• Action item
Search the records that follow and extract every line containing the string "FnMut".

• Given information
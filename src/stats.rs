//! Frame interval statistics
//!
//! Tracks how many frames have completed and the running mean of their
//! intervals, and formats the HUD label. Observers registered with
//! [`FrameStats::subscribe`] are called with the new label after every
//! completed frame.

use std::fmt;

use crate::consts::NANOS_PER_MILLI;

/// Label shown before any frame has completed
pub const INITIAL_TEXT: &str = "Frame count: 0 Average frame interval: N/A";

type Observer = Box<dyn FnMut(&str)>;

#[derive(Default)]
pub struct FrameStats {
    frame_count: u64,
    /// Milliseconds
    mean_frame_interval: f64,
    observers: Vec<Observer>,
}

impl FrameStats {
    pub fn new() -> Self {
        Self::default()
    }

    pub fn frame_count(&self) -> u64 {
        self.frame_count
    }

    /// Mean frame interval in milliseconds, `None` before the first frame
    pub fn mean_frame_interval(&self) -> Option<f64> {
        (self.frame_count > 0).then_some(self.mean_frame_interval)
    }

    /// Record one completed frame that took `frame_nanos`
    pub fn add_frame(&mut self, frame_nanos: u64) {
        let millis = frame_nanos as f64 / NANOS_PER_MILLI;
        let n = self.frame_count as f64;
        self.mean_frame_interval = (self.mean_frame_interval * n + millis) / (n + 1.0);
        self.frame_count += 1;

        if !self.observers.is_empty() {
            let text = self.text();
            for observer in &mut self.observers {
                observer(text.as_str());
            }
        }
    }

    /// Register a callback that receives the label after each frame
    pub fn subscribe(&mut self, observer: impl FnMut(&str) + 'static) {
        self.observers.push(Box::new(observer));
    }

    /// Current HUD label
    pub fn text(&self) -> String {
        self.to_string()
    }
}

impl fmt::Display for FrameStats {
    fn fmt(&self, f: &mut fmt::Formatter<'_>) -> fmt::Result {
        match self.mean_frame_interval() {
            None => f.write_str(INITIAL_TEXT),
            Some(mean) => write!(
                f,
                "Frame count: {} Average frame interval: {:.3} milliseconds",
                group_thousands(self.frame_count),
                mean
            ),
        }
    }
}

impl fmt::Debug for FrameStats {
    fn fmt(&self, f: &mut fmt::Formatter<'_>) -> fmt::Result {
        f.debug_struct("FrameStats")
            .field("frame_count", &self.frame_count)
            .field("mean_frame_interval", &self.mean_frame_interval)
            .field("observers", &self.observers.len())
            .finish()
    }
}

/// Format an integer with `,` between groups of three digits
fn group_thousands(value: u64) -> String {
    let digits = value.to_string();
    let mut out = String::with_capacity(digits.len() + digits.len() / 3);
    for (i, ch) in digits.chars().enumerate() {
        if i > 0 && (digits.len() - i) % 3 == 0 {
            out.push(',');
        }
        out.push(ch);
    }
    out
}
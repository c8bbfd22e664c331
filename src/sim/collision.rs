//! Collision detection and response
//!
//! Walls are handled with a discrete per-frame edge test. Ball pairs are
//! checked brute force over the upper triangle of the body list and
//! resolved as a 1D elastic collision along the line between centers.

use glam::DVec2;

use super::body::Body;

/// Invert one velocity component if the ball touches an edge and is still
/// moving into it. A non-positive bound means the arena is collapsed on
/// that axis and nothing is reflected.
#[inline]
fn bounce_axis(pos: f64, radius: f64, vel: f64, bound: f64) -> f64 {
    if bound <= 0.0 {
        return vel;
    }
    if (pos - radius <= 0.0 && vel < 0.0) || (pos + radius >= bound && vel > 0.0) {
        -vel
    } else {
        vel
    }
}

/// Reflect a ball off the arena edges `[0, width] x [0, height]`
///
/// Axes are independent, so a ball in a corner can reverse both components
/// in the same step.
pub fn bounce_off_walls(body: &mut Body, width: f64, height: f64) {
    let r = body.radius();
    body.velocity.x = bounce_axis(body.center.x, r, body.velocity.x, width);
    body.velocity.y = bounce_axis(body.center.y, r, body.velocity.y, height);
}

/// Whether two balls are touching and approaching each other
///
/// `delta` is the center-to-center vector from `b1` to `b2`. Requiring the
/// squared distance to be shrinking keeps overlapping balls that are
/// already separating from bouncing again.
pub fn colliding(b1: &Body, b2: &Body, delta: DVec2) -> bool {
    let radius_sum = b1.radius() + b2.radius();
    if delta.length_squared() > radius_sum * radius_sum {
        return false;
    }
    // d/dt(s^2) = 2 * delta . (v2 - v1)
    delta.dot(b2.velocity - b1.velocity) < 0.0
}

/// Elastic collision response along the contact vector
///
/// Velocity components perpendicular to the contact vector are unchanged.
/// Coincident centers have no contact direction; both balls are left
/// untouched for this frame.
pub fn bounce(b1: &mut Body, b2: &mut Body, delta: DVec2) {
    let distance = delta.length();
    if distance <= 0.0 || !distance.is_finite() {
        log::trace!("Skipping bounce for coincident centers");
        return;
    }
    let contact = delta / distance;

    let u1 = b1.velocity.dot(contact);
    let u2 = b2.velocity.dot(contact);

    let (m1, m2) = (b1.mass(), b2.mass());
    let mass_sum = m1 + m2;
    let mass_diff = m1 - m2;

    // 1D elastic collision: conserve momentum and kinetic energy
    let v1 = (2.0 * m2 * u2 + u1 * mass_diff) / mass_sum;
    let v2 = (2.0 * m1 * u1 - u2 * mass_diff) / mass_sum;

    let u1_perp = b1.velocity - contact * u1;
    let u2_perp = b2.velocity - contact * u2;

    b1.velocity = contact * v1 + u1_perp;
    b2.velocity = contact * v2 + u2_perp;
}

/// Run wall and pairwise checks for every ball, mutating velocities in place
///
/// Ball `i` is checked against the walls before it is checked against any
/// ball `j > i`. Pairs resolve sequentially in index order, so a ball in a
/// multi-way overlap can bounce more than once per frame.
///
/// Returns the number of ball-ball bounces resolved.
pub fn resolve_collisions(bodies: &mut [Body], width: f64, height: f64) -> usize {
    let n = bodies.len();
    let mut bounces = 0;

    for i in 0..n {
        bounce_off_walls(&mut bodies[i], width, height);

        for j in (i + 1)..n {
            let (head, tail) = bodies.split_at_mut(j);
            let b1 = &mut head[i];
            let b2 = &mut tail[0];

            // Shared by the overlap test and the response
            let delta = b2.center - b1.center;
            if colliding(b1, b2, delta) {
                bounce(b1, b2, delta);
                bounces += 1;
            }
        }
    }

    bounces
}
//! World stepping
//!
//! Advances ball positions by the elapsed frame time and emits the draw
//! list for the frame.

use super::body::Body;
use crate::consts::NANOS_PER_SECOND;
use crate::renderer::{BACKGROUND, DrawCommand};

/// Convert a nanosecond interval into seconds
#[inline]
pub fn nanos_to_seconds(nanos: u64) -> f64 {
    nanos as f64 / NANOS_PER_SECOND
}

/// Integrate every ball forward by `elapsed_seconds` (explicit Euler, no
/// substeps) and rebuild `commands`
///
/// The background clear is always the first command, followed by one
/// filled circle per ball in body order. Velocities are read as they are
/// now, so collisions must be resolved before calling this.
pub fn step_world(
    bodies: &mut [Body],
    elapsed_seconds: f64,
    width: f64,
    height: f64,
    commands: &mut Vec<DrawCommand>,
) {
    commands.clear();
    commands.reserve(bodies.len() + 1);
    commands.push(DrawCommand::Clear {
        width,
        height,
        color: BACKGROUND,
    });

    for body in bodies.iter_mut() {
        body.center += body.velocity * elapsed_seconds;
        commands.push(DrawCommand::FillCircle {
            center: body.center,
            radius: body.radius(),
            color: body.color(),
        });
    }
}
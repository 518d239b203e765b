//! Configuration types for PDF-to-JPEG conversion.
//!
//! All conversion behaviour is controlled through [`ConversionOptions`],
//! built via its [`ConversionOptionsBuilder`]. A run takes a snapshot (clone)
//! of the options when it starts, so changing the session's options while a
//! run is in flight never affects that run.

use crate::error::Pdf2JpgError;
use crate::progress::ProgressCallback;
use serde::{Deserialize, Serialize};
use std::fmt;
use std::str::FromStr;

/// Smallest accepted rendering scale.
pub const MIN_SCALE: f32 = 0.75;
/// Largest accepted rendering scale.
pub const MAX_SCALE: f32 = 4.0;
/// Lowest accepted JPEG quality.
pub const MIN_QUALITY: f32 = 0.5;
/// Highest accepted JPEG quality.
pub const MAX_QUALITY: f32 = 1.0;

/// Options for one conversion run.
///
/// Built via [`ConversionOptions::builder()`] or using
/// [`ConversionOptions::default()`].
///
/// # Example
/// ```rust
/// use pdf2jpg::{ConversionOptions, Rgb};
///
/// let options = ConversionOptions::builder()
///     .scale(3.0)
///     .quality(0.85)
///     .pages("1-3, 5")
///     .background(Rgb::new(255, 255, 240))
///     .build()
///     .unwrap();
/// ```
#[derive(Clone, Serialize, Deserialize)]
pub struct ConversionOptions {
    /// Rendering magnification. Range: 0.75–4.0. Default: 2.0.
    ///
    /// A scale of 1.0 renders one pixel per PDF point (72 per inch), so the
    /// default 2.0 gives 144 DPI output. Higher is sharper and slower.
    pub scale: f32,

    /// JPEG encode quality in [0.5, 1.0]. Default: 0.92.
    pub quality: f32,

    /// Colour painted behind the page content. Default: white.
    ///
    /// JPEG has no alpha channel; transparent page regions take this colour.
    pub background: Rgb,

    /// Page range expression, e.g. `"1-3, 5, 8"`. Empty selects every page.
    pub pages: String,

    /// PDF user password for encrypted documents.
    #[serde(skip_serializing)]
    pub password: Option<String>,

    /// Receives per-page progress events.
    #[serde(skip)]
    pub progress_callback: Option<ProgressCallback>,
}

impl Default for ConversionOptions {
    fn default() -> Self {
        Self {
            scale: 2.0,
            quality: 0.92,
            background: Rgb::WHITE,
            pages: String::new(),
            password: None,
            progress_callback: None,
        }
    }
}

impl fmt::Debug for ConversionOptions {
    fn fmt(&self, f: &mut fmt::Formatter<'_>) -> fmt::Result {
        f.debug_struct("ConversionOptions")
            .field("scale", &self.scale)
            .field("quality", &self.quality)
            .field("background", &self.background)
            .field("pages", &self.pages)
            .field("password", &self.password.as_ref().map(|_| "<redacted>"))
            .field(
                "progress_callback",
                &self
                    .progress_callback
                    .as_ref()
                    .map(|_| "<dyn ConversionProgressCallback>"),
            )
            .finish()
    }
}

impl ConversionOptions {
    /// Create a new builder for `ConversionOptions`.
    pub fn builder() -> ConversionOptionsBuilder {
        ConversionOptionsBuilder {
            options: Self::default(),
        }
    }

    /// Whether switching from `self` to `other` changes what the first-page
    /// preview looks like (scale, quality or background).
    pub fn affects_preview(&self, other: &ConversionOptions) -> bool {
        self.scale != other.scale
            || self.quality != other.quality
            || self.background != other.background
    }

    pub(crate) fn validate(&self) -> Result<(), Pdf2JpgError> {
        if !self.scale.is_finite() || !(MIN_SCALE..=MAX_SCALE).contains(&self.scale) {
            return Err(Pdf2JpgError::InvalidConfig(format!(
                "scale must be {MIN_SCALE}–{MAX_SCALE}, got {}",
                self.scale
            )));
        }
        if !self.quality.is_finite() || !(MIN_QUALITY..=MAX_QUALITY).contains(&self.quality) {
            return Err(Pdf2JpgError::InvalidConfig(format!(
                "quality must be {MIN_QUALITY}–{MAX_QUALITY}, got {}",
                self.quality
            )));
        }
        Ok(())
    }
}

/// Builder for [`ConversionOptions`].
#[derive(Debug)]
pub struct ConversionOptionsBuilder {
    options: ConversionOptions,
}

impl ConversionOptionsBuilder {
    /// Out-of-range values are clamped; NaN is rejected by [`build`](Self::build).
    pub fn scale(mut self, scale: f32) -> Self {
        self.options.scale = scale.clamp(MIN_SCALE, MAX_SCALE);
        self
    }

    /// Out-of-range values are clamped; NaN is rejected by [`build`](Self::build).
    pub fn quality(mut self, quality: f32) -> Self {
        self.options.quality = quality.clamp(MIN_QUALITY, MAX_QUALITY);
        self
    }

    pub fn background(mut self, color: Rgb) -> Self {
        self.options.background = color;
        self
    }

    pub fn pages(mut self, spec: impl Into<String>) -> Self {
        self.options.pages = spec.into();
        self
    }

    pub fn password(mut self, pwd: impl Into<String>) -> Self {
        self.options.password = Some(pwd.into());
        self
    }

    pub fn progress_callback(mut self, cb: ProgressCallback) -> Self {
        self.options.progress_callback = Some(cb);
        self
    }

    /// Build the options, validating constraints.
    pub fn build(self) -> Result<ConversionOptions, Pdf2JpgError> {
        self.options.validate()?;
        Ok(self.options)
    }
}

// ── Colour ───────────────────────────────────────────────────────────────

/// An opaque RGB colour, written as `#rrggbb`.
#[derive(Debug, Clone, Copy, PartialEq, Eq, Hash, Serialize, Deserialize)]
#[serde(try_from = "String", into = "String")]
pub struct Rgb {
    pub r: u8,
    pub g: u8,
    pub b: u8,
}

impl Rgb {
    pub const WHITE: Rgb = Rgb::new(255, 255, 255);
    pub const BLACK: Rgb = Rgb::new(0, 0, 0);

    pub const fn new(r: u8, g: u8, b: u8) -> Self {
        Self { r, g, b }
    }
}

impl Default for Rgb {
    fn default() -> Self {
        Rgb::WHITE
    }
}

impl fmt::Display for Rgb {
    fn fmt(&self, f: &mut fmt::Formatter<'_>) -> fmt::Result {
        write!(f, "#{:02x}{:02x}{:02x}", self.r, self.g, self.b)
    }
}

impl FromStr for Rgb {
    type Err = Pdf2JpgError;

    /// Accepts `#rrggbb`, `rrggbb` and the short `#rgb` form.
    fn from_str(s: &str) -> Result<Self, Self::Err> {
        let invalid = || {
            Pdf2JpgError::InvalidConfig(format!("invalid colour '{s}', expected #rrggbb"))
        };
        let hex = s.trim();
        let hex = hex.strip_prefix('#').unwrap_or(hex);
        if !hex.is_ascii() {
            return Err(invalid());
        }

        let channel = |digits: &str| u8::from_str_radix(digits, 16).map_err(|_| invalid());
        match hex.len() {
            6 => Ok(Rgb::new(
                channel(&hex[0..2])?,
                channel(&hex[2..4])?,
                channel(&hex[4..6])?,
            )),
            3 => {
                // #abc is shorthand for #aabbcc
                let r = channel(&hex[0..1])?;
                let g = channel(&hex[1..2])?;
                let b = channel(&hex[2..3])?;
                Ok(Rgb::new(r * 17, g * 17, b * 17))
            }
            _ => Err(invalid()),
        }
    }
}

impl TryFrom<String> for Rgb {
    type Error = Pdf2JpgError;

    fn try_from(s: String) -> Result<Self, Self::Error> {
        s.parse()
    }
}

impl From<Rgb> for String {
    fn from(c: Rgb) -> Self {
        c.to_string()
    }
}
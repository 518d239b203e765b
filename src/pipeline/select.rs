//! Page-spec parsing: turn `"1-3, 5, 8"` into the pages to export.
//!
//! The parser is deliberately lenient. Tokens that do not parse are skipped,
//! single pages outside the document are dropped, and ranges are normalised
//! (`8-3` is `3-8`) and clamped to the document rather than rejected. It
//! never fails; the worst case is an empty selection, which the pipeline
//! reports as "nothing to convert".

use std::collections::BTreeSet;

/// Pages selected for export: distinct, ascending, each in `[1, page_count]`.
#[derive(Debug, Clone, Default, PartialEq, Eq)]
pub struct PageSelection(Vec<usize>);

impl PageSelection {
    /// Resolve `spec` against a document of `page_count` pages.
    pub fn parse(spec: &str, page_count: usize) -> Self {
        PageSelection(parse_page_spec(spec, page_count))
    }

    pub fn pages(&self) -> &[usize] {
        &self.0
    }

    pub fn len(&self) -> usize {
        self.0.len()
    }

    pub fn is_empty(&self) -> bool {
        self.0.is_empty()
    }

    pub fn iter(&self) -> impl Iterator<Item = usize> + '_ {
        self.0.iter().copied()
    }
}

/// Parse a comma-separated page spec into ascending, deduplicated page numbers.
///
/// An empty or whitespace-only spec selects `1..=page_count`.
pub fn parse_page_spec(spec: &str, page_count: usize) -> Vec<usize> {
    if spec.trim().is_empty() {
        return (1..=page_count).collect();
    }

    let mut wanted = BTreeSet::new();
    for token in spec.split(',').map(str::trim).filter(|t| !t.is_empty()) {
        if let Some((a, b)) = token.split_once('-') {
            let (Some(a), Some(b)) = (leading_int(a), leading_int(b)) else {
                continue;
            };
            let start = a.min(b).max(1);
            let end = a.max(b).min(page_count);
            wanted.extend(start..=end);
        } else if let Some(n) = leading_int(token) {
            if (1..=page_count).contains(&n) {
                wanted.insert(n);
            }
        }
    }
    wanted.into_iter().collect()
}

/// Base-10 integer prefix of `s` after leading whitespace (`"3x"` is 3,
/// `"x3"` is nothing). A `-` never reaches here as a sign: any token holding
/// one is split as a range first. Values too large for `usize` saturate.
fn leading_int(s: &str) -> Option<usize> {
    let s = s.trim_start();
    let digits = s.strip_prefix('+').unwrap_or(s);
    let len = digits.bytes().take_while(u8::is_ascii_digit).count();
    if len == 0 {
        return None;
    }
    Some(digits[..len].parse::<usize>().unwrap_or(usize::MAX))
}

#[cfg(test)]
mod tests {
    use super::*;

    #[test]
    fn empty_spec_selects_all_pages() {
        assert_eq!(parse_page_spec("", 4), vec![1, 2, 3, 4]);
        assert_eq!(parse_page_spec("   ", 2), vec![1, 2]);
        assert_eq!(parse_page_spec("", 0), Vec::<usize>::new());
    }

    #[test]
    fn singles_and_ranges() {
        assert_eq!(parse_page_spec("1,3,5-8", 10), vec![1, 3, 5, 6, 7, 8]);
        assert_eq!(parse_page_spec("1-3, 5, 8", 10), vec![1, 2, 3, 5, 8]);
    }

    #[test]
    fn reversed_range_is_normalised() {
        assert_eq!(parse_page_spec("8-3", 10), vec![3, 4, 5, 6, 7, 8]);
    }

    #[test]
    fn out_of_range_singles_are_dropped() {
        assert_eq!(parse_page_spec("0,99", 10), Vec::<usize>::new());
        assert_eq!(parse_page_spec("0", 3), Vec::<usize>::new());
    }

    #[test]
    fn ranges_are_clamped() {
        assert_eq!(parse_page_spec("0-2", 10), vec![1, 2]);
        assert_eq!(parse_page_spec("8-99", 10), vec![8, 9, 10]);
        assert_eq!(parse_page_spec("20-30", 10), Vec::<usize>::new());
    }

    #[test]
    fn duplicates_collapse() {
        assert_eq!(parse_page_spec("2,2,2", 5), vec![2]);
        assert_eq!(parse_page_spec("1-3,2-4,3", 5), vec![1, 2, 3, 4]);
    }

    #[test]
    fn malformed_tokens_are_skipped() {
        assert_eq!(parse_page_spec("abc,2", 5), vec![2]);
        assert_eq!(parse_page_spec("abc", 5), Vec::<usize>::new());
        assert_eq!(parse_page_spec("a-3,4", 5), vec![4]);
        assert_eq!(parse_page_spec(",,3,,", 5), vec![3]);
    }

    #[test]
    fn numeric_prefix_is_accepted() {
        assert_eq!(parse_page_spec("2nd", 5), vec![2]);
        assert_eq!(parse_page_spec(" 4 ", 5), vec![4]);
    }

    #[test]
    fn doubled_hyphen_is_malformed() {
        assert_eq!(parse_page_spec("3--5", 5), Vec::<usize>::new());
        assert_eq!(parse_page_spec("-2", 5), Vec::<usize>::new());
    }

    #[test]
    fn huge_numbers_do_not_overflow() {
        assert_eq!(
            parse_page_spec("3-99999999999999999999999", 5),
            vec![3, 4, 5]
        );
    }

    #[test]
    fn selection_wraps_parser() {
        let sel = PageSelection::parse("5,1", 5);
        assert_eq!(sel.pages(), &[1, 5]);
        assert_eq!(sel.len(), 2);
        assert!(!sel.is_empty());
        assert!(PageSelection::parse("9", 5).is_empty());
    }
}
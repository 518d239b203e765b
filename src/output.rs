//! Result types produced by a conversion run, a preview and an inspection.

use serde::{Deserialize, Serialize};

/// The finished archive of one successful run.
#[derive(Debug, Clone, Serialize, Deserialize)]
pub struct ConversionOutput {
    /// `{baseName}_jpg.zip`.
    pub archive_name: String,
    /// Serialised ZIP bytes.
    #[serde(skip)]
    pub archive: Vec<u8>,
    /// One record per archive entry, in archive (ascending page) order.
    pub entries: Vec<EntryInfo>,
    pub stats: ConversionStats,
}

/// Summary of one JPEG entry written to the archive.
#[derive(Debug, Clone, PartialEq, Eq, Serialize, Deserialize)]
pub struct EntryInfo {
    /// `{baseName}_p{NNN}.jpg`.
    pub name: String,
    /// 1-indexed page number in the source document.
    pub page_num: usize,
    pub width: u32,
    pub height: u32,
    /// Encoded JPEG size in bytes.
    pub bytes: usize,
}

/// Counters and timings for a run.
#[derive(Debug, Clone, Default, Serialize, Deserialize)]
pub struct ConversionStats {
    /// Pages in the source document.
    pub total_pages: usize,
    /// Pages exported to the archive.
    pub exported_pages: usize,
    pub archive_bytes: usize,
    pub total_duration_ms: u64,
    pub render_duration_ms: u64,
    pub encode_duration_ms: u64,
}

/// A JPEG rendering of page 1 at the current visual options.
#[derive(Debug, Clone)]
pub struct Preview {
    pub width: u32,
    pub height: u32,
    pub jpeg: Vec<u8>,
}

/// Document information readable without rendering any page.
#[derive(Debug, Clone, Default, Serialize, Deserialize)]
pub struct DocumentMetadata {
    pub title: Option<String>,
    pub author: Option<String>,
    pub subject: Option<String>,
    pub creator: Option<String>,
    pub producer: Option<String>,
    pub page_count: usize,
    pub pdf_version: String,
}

• Result of this task
type Observer = Box<dyn FnMut(&str)>;
    pub fn subscribe(&mut self, observer: impl FnMut(&str) + 'static) {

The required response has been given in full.